EXERCISE DESCRIPTION. Below are entries. Pull out all lines containing "None".

DATA PROVIDED below:

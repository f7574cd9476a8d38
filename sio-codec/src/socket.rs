//! Socket.IO packet types and text framing.
//!
//! Grounded on `SocketPacketType`/`SocketPacket` from the protocol
//! reference file in the retrieval pack, extended with the binary
//! placeholder scheme (`{"_placeholder":true,"num":N}`) the
//! `BinaryEvent`/`BinaryAck` packets need, which that reference left
//! as `#[allow(dead_code)]` stubs.

use serde_json::Value as JsonValue;

use sio_core::error::{SioError, SioResult};

#[derive(Debug, Clone, Copy, PartialEq, Eq)]
pub enum SocketPacketType {
    Connect,
    Disconnect,
    Event,
    Ack,
    ConnectError,
    BinaryEvent,
    BinaryAck,
}

impl SocketPacketType {
    fn to_digit(self) -> u8 {
        match self {
            Self::Connect => 0,
            Self::Disconnect => 1,
            Self::Event => 2,
            Self::Ack => 3,
            Self::ConnectError => 4,
            Self::BinaryEvent => 5,
            Self::BinaryAck => 6,
        }
    }

    fn from_digit(d: u8) -> Option<Self> {
        match d {
            0 => Some(Self::Connect),
            1 => Some(Self::Disconnect),
            2 => Some(Self::Event),
            3 => Some(Self::Ack),
            4 => Some(Self::ConnectError),
            5 => Some(Self::BinaryEvent),
            6 => Some(Self::BinaryAck),
            _ => None,
        }
    }

    fn is_binary(self) -> bool {
        matches!(self, Self::BinaryEvent | Self::BinaryAck)
    }
}

/// One element of a `BinaryEvent`/`BinaryAck` payload array: either an
/// inline JSON value or a reference to the Nth attachment that follows
/// as a separate binary frame.
#[derive(Debug, Clone, PartialEq)]
pub enum PayloadElement {
    Json(JsonValue),
    AttachmentRef(usize),
}

impl PayloadElement {
    fn to_json(&self) -> JsonValue {
        match self {
            Self::Json(v) => v.clone(),
            Self::AttachmentRef(i) => serde_json::json!({ "_placeholder": true, "num": i }),
        }
    }

    fn from_json(v: &JsonValue) -> Self {
        if v.get("_placeholder").and_then(|p| p.as_bool()) == Some(true) {
            if let Some(num) = v.get("num").and_then(|n| n.as_u64()) {
                return Self::AttachmentRef(num as usize);
            }
        }
        Self::Json(v.clone())
    }
}

#[derive(Debug, Clone, PartialEq)]
pub enum SocketPacket {
    Connect {
        namespace: String,
        payload: Option<JsonValue>,
    },
    Disconnect {
        namespace: String,
    },
    Event {
        namespace: String,
        ack_id: Option<u64>,
        payload: JsonValue,
    },
    Ack {
        namespace: String,
        ack_id: u64,
        payload: JsonValue,
    },
    ConnectError {
        namespace: String,
        error_data: Option<JsonValue>,
    },
    BinaryEvent {
        namespace: String,
        ack_id: Option<u64>,
        payload: Vec<PayloadElement>,
        n_attachments: usize,
    },
    BinaryAck {
        namespace: String,
        ack_id: Option<u64>,
        payload: Vec<PayloadElement>,
        n_attachments: usize,
    },
}

impl SocketPacket {
    pub fn namespace(&self) -> &str {
        match self {
            Self::Connect { namespace, .. }
            | Self::Disconnect { namespace }
            | Self::Event { namespace, .. }
            | Self::Ack { namespace, .. }
            | Self::ConnectError { namespace, .. }
            | Self::BinaryEvent { namespace, .. }
            | Self::BinaryAck { namespace, .. } => namespace,
        }
    }

    pub fn packet_type(&self) -> SocketPacketType {
        match self {
            Self::Connect { .. } => SocketPacketType::Connect,
            Self::Disconnect { .. } => SocketPacketType::Disconnect,
            Self::Event { .. } => SocketPacketType::Event,
            Self::Ack { .. } => SocketPacketType::Ack,
            Self::ConnectError { .. } => SocketPacketType::ConnectError,
            Self::BinaryEvent { .. } => SocketPacketType::BinaryEvent,
            Self::BinaryAck { .. } => SocketPacketType::BinaryAck,
        }
    }

    /// Encode to the Socket.IO text frame format:
    /// `<type><nAttachments>-][/namespace,][ackId][json]`.
    pub fn encode(&self) -> String {
        let mut out = String::new();
        out.push_str(&self.packet_type().to_digit().to_string());

        if self.packet_type().is_binary() {
            let n = match self {
                Self::BinaryEvent { n_attachments, .. } | Self::BinaryAck { n_attachments, .. } => {
                    *n_attachments
                }
                _ => unreachable!(),
            };
            out.push_str(&n.to_string());
            out.push('-');
        }

        let ns = self.namespace();
        if ns != "/" {
            out.push_str(ns);
            out.push(',');
        }

        let ack_id = match self {
            Self::Event { ack_id, .. } => *ack_id,
            Self::Ack { ack_id, .. } => Some(*ack_id),
            Self::BinaryEvent { ack_id, .. } | Self::BinaryAck { ack_id, .. } => *ack_id,
            _ => None,
        };
        if let Some(id) = ack_id {
            out.push_str(&id.to_string());
        }

        let data = match self {
            Self::Connect { payload, .. } => payload.clone(),
            Self::Disconnect { .. } => None,
            Self::Event { payload, .. } => Some(payload.clone()),
            Self::Ack { payload, .. } => Some(payload.clone()),
            Self::ConnectError { error_data, .. } => error_data.clone(),
            Self::BinaryEvent { payload, .. } | Self::BinaryAck { payload, .. } => {
                Some(JsonValue::Array(payload.iter().map(|e| e.to_json()).collect()))
            }
        };
        if let Some(d) = data {
            out.push_str(&d.to_string());
        }

        out
    }

    /// Decode a Socket.IO text frame produced by [`SocketPacket::encode`].
    pub fn decode(frame: &str) -> SioResult<Self> {
        let mut chars = frame.chars();
        let digit = chars
            .next()
            .and_then(|c| c.to_digit(10))
            .ok_or_else(|| SioError::Decode("empty or non-numeric socket.io frame".into()))?;
        let kind = SocketPacketType::from_digit(digit as u8)
            .ok_or_else(|| SioError::Decode(format!("unknown socket.io packet type {digit}")))?;
        let mut rest: String = chars.collect();

        let n_attachments = if kind.is_binary() {
            let dash = rest
                .find('-')
                .ok_or_else(|| SioError::Decode("binary packet missing '-' separator".into()))?;
            let n: usize = rest[..dash]
                .parse()
                .map_err(|_| SioError::Decode("invalid attachment count".into()))?;
            rest = rest[dash + 1..].to_string();
            n
        } else {
            0
        };

        let mut namespace = "/".to_string();
        let mut cursor = 0usize;
        if rest.starts_with('/') {
            if let Some(comma) = rest.find(',') {
                namespace = rest[..comma].to_string();
                cursor = comma + 1;
            } else {
                let end = rest
                    .find(|c: char| c == '[' || c == '{' || c.is_whitespace())
                    .unwrap_or(rest.len());
                namespace = rest[..end].to_string();
                cursor = end;
            }
        }

        let remaining = &rest[cursor..];
        let data_start = remaining
            .find(|c: char| c == '[' || c == '{')
            .unwrap_or(remaining.len());

        let mut ack_id = None;
        if data_start > 0 {
            let id_str = remaining[..data_start].trim();
            if !id_str.is_empty() {
                ack_id = Some(id_str.parse::<u64>().map_err(|_| {
                    SioError::Decode(format!("invalid ack id {id_str:?}"))
                })?);
            }
        }

        let data: Option<JsonValue> = if data_start < remaining.len() {
            Some(serde_json::from_str(&remaining[data_start..])?)
        } else {
            None
        };

        Ok(match kind {
            SocketPacketType::Connect => Self::Connect { namespace, payload: data },
            SocketPacketType::Disconnect => Self::Disconnect { namespace },
            SocketPacketType::Event => Self::Event {
                namespace,
                ack_id,
                payload: data.ok_or_else(|| SioError::Decode("event missing payload".into()))?,
            },
            SocketPacketType::Ack => Self::Ack {
                namespace,
                ack_id: ack_id.ok_or_else(|| SioError::Decode("ack missing id".into()))?,
                payload: data.unwrap_or(JsonValue::Array(vec![])),
            },
            SocketPacketType::ConnectError => Self::ConnectError {
                namespace,
                error_data: data,
            },
            SocketPacketType::BinaryEvent | SocketPacketType::BinaryAck => {
                let elements = match data {
                    Some(JsonValue::Array(arr)) => {
                        arr.iter().map(PayloadElement::from_json).collect()
                    }
                    Some(other) => vec![PayloadElement::from_json(&other)],
                    None => Vec::new(),
                };
                if kind == SocketPacketType::BinaryEvent {
                    Self::BinaryEvent {
                        namespace,
                        ack_id,
                        payload: elements,
                        n_attachments,
                    }
                } else {
                    Self::BinaryAck {
                        namespace,
                        ack_id,
                        payload: elements,
                        n_attachments,
                    }
                }
            }
        })
    }

    /// Extract `(event, data)` from an `Event` packet's `[event, data]`
    /// JSON-array payload.
    pub fn as_event(&self) -> Option<(String, JsonValue)> {
        let Self::Event { payload, .. } = self else {
            return None;
        };
        let arr = payload.as_array()?;
        let event = arr.first()?.as_str()?.to_string();
        let data = arr.get(1).cloned().unwrap_or(JsonValue::Null);
        Some((event, data))
    }
}

#[cfg(test)]
mod tests {
    use super::*;

    #[test]
    fn event_round_trips_default_namespace() {
        let p = SocketPacket::Event {
            namespace: "/".into(),
            ack_id: None,
            payload: serde_json::json!(["chat", {"message": "hi"}]),
        };
        let encoded = p.encode();
        assert_eq!(encoded, "2[\"chat\",{\"message\":\"hi\"}]");
        assert_eq!(SocketPacket::decode(&encoded).unwrap(), p);
    }

    #[test]
    fn event_round_trips_custom_namespace_and_ack() {
        let p = SocketPacket::Event {
            namespace: "/admin".into(),
            ack_id: Some(12),
            payload: serde_json::json!(["ping", 1]),
        };
        let encoded = p.encode();
        assert!(encoded.starts_with("2/admin,12["));
        let decoded = SocketPacket::decode(&encoded).unwrap();
        assert_eq!(decoded, p);
    }

    #[test]
    fn ack_round_trips() {
        let p = SocketPacket::Ack {
            namespace: "/".into(),
            ack_id: 3,
            payload: serde_json::json!([1, 2]),
        };
        let encoded = p.encode();
        assert_eq!(encoded, "33[1,2]");
        assert_eq!(SocketPacket::decode(&encoded).unwrap(), p);
    }

    #[test]
    fn binary_event_round_trips_with_placeholder() {
        let p = SocketPacket::BinaryEvent {
            namespace: "/".into(),
            ack_id: None,
            payload: vec![
                PayloadElement::Json(serde_json::json!("bin")),
                PayloadElement::AttachmentRef(0),
            ],
            n_attachments: 1,
        };
        let encoded = p.encode();
        assert!(encoded.starts_with("51-"));
        assert!(encoded.contains("_placeholder"));
        let decoded = SocketPacket::decode(&encoded).unwrap();
        assert_eq!(decoded, p);
    }

    #[test]
    fn connect_packet_with_sid_payload() {
        let p = SocketPacket::Connect {
            namespace: "/".into(),
            payload: Some(serde_json::json!({"sid": "abc"})),
        };
        let encoded = p.encode();
        assert_eq!(encoded, "0{\"sid\":\"abc\"}");
        assert_eq!(SocketPacket::decode(&encoded).unwrap(), p);
    }

    #[test]
    fn as_event_extracts_name_and_data() {
        let p = SocketPacket::Event {
            namespace: "/".into(),
            ack_id: None,
            payload: serde_json::json!(["greet", "world"]),
        };
        let (name, data) = p.as_event().unwrap();
        assert_eq!(name, "greet");
        assert_eq!(data, serde_json::json!("world"));
    }

    #[test]
    fn decode_rejects_unknown_type() {
        assert!(SocketPacket::decode("9[]").is_err());
    }

    #[test]
    fn decode_rejects_binary_without_dash() {
        assert!(SocketPacket::decode("5[]").is_err());
    }
}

End of DATA PROVIDED.

TASK ANSWER.
            _ => None,
            _ => None,
            Self::Disconnect { .. } => None,
        let mut ack_id = None;
            None
                    None => Vec::new(),
            return None;
            ack_id: None,
            ack_id: None,
            ack_id: None,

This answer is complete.